= ACTIVITY =
From the records, pick out and copy each line containing "fixed".

= Saved entries =
§ §
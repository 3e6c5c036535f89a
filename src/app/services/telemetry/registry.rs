//! Static field registries for the LOKI record formats
//!
//! A registry maps the integer field code used on the wire to the field's
//! canonical name and its converter. The three registries are process-wide
//! constants, immutable after definition and safely shared across threads.
//!
//! Field codes and names follow the instrument documentation. Looking up a
//! code that is absent from a registry is always an error: an unrecognized
//! code indicates either a corrupt file or an undocumented instrument field,
//! neither of which may be silently dropped.

use super::converters::Converter;
use crate::{Error, Result};

/// One recognized field: code, canonical name, optional converter.
///
/// A `None` converter keeps the raw string as-is (free-text and identifier
/// fields).
#[derive(Debug, Clone, Copy)]
pub struct FieldSpec {
    pub code: u32,
    pub name: &'static str,
    pub converter: Option<Converter>,
}

impl FieldSpec {
    const fn new(code: u32, name: &'static str, converter: Option<Converter>) -> Self {
        Self {
            code,
            name,
            converter,
        }
    }
}

/// An immutable field table for one record format, ordered by code.
#[derive(Debug)]
pub struct FieldRegistry {
    name: &'static str,
    fields: &'static [FieldSpec],
}

impl FieldRegistry {
    const fn new(name: &'static str, fields: &'static [FieldSpec]) -> Self {
        Self { name, fields }
    }

    /// Name of the record format this registry describes
    pub fn name(&self) -> &'static str {
        self.name
    }

    /// Look up a field code, or `None` if the code is not registered
    pub fn get(&self, code: u32) -> Option<&FieldSpec> {
        self.fields
            .binary_search_by_key(&code, |spec| spec.code)
            .ok()
            .map(|index| &self.fields[index])
    }

    /// Look up a field code, failing with [`Error::UnknownFieldCode`] if the
    /// code is not registered
    pub fn lookup(&self, code: u32) -> Result<&FieldSpec> {
        self.get(code)
            .ok_or_else(|| Error::unknown_field_code(self.name, code))
    }

    /// All registered fields, in code order
    pub fn fields(&self) -> &'static [FieldSpec] {
        self.fields
    }
}

use Converter::{Date, Float, Integer, LocaleFloat, Time};

/// Field table of the time-indexed telemetry stream (.tmd), one
/// `code;value` field per line.
pub static TMD_FIELDS: FieldRegistry = FieldRegistry::new(
    "TMD",
    &[
        FieldSpec::new(1, "DEVICE", None), // LOKI device name
        FieldSpec::new(5, "GPS_LON", Some(LocaleFloat)), // longitude, +E -W
        FieldSpec::new(6, "GPS_LAT", Some(LocaleFloat)), // latitude, +N -S
        FieldSpec::new(10, "PRESS", Some(LocaleFloat)), // Aanderaa 4017D pressure [kPa]
        FieldSpec::new(11, "TEMP", Some(LocaleFloat)), // Aanderaa 4017D temperature [degC]
        FieldSpec::new(20, "OXY_CON", Some(LocaleFloat)), // Aanderaa 4330F oxygen concentration [mg/l]
        FieldSpec::new(21, "OXY_SAT", Some(LocaleFloat)), // Aanderaa 4330F oxygen saturation [%]
        FieldSpec::new(22, "OXY_TEMP", Some(LocaleFloat)), // Aanderaa 4330F oxygen temperature [degC]
        FieldSpec::new(30, "COND_COND", Some(LocaleFloat)), // Aanderaa 3919 conductivity [mS/cm]
        FieldSpec::new(31, "COND_TEMP", Some(LocaleFloat)), // Aanderaa 3919 temperature [degC]
        FieldSpec::new(32, "COND_SALY", Some(LocaleFloat)), // Aanderaa 3919 salinity [PSU]
        FieldSpec::new(33, "COND_DENS", Some(LocaleFloat)), // Aanderaa 3919 density [kg/m^3]
        FieldSpec::new(34, "COND_SSPEED", Some(LocaleFloat)), // Aanderaa 3919 sound speed [m/s]
        FieldSpec::new(40, "FLOUR_1", Some(LocaleFloat)),  // fluorescence
        FieldSpec::new(41, "FLOUR_CR", Some(LocaleFloat)), // HAARDT chlorophyll range
        FieldSpec::new(42, "FLOUR_CV", Some(LocaleFloat)), // HAARDT chlorophyll value
        FieldSpec::new(43, "FLOUR_TR", Some(LocaleFloat)), // HAARDT turbidity range
        FieldSpec::new(44, "FLOUR_TD", Some(LocaleFloat)), // HAARDT turbidity value
        FieldSpec::new(200, "ROLL", Some(LocaleFloat)),    // ISITEC roll [deg]
        FieldSpec::new(201, "PITCH", Some(LocaleFloat)),   // ISITEC pitch [deg]
        FieldSpec::new(202, "NICK", Some(LocaleFloat)),    // ISITEC nick [deg]
        FieldSpec::new(230, "LOKI_REC", None),             // recorder status
        FieldSpec::new(231, "LOKI_PIC", Some(Integer)),    // consecutive picture number
        FieldSpec::new(232, "LOKI_FRAME", Some(LocaleFloat)), // frame rate [fps]
        FieldSpec::new(235, "CAM_STAT", None),             // camera status
        FieldSpec::new(240, "HOUSE_STAT", None),           // housekeeping status
        FieldSpec::new(241, "HOUSE_T1", Some(LocaleFloat)), // housekeeping temperature 1 [degC]
        FieldSpec::new(242, "HOUSE_T2", Some(LocaleFloat)), // housekeeping temperature 2 [degC]
        FieldSpec::new(243, "HOUSE_VOLT", Some(LocaleFloat)), // housekeeping voltage [V]
    ],
);

/// Field table of the single-line sensor snapshot (.dat), keyed by 1-based
/// column position. Several columns are undocumented and deliberately share
/// the `UNKNOWN` name; positions missing from this table are skipped by the
/// parser.
pub static DAT_FIELDS: FieldRegistry = FieldRegistry::new(
    "DAT",
    &[
        FieldSpec::new(1, "FW_REV", None), // firmware version
        FieldSpec::new(2, "COND_SSPEED", Some(Float)), // sound speed
        FieldSpec::new(3, "COND_DENS", Some(Float)), // density
        FieldSpec::new(4, "COND_TEMP", Some(Float)), // temperature
        FieldSpec::new(5, "COND_COND", Some(Float)), // conductivity
        FieldSpec::new(6, "COND_SALY", Some(Float)), // salinity
        FieldSpec::new(7, "OXY_CON", Some(Float)), // oxygen concentration
        FieldSpec::new(8, "OXY_SAT", Some(Float)), // oxygen saturation
        FieldSpec::new(9, "OXY_TEMP", Some(Float)), // oxygen temperature
        FieldSpec::new(10, "HOUSE_T1", Some(Float)), // housekeeping temperature
        FieldSpec::new(11, "HOUSE_VOLT", Some(Float)), // housekeeping voltage
        FieldSpec::new(16, "FLOUR_1", Some(Float)), // fluorescence
        FieldSpec::new(17, "UNKNOWN", None),
        FieldSpec::new(18, "UNKNOWN", None),
        FieldSpec::new(19, "UNKNOWN", None),
        FieldSpec::new(20, "PRESS", Some(Float)), // pressure
        FieldSpec::new(21, "TEMP", Some(Float)),  // temperature
        FieldSpec::new(22, "UNKNOWN", None),
        FieldSpec::new(23, "LOKI_REC", None),  // recorder status
        FieldSpec::new(24, "LOKI_PIC", None),  // picture number
        FieldSpec::new(25, "LOKI_FRAME", None), // frame rate
        FieldSpec::new(26, "GPS_LAT", Some(Float)), // latitude
        FieldSpec::new(27, "GPS_LON", Some(Float)), // longitude
    ],
);

/// Field table of the deployment log (.log), same line format as TMD but
/// carrying cruise/station metadata.
pub static LOG_FIELDS: FieldRegistry = FieldRegistry::new(
    "LOG",
    &[
        FieldSpec::new(1, "DATE", Some(Date)), // start date, UTC
        FieldSpec::new(2, "TIME", Some(Time)), // start time, UTC
        FieldSpec::new(3, "PICTURE#", Some(Integer)), // current recorder picture number
        FieldSpec::new(4, "DEVICE", None),     // LOKI device name
        FieldSpec::new(5, "LOKI", None),       // LOKI serial
        FieldSpec::new(6, "FW_REV", None),     // firmware version
        FieldSpec::new(7, "SW_REV", None),     // software version
        FieldSpec::new(8, "CRUISE", None),     // cruise name
        FieldSpec::new(9, "STATION", None),    // station
        FieldSpec::new(10, "STATION_NR", None), // station number
        FieldSpec::new(11, "HAUL", None),      // haul
        FieldSpec::new(12, "USER", None),      // investigator
        FieldSpec::new(13, "SHIP", None),      // ship name
        FieldSpec::new(14, "SHIP_PORT", None), // port of registry
        FieldSpec::new(15, "SHIP_STAT", None), // state of registry
        FieldSpec::new(16, "SHIP_AFF", None),  // ship affiliation
        FieldSpec::new(17, "GPS_SRC", None),   // 0 = no GPS, 1 = fixed, 2 = external
        FieldSpec::new(18, "FIX_LON", Some(LocaleFloat)), // fixed longitude, +E -W
        FieldSpec::new(19, "FIX_LAT", Some(LocaleFloat)), // fixed latitude, +N -S
        FieldSpec::new(20, "TEMP_INDEX", None), // temperature sensor index
        FieldSpec::new(61, "ERROR", None),     // error message
        FieldSpec::new(62, "WAKEUP", None),    // wake-up controller message
        FieldSpec::new(63, "STOP_DATE", Some(Date)), // stop date, UTC
        FieldSpec::new(64, "STOP_TIME", Some(Time)), // stop time, UTC
    ],
);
§ §
= RESPONSE TO THE TASK =
        FieldSpec::new(17, "GPS_SRC", None),   // 0 = no GPS, 1 = fixed, 2 = external
        FieldSpec::new(18, "FIX_LON", Some(LocaleFloat)), // fixed longitude, +E -W
        FieldSpec::new(19, "FIX_LAT", Some(LocaleFloat)), // fixed latitude, +N -S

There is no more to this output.